EXERCISE DIRECTIONS => Below are entries; count the lines among them that contain the word "activity", and give only the count.

Collected data entries =>
......

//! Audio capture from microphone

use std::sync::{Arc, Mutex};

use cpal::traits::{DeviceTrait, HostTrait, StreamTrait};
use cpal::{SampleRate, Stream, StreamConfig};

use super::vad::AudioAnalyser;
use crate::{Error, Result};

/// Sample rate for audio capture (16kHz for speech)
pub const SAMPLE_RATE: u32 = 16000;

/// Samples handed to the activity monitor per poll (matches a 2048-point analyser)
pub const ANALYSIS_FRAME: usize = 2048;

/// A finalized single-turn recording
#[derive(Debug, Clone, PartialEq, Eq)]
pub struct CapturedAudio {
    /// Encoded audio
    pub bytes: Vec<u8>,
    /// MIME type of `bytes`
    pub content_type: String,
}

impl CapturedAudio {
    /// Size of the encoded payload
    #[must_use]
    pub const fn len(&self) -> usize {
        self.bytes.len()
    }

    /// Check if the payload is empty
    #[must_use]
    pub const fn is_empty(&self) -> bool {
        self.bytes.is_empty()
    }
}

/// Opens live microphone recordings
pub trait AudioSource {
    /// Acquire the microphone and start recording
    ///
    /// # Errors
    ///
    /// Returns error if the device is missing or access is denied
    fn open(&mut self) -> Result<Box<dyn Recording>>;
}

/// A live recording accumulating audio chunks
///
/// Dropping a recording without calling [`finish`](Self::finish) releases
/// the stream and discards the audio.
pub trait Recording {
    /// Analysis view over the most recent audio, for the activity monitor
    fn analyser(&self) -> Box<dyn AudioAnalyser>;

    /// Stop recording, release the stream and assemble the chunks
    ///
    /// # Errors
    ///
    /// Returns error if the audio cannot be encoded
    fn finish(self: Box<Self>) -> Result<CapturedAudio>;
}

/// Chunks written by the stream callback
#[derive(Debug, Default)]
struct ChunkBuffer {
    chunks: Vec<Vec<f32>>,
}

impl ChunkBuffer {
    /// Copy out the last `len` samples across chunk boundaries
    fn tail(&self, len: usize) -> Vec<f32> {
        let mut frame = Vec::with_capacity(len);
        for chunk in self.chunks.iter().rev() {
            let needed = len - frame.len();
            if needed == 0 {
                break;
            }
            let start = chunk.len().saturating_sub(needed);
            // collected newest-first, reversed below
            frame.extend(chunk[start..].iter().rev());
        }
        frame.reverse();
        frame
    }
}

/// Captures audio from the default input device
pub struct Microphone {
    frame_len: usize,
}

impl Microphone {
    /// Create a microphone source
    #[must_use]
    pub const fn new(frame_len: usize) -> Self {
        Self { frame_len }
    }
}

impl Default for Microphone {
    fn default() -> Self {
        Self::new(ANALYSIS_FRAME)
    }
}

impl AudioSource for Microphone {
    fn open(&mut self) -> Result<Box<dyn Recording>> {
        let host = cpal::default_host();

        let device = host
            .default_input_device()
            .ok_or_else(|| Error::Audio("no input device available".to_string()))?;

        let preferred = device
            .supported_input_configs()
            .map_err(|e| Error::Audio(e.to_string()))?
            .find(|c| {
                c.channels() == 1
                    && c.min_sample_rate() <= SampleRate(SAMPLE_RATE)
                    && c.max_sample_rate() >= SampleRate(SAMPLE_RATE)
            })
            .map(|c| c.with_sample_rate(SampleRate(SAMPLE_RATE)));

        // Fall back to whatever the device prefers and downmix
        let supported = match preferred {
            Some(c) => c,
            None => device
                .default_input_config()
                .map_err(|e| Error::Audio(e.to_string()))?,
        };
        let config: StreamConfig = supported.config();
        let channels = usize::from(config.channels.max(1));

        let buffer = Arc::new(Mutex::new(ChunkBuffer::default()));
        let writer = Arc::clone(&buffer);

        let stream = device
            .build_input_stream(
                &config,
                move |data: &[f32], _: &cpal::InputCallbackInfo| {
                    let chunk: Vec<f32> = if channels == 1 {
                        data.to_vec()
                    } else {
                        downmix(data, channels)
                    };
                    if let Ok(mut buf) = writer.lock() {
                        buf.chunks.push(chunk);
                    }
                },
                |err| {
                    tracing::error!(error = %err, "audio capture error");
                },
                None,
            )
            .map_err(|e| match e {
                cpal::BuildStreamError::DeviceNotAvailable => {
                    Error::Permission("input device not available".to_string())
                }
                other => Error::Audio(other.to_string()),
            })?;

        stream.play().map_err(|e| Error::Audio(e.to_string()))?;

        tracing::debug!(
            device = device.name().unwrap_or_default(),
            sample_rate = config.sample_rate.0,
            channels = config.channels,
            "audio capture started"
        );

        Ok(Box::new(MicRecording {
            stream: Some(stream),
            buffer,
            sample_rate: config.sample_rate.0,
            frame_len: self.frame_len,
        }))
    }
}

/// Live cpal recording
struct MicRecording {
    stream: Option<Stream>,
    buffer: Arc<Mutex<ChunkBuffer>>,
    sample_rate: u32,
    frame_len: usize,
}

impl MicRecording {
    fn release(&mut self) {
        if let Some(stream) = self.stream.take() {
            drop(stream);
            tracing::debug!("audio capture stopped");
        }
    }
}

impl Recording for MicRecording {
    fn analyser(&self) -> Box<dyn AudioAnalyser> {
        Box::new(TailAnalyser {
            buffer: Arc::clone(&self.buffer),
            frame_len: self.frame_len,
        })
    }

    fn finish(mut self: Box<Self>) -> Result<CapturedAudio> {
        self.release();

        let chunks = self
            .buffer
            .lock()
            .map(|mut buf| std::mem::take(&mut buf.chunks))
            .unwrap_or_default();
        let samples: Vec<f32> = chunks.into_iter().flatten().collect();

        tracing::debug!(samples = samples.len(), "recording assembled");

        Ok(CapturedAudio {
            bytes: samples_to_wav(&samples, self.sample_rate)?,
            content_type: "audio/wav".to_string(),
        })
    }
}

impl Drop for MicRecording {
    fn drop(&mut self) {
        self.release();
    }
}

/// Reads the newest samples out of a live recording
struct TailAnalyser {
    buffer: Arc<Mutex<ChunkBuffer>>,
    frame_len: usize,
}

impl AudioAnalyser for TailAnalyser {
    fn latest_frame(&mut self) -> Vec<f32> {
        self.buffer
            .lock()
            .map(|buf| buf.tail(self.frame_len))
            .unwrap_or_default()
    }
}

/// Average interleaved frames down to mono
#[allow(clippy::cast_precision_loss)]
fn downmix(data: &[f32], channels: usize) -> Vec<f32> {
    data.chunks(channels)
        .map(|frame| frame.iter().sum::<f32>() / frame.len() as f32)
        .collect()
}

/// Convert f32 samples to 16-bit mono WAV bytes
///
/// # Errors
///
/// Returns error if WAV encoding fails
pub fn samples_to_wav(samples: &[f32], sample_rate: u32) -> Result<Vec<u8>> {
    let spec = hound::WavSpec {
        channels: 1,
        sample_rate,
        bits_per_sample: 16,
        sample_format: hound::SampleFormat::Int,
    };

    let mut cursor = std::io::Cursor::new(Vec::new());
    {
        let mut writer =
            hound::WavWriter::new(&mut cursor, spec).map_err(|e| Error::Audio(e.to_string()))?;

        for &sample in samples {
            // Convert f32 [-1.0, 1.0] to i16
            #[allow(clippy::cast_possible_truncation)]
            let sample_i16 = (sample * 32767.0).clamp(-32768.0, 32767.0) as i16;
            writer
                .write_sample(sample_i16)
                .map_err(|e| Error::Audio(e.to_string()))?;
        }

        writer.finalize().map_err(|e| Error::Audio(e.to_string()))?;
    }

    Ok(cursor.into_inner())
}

......

EXERCISE RESPONSE => 2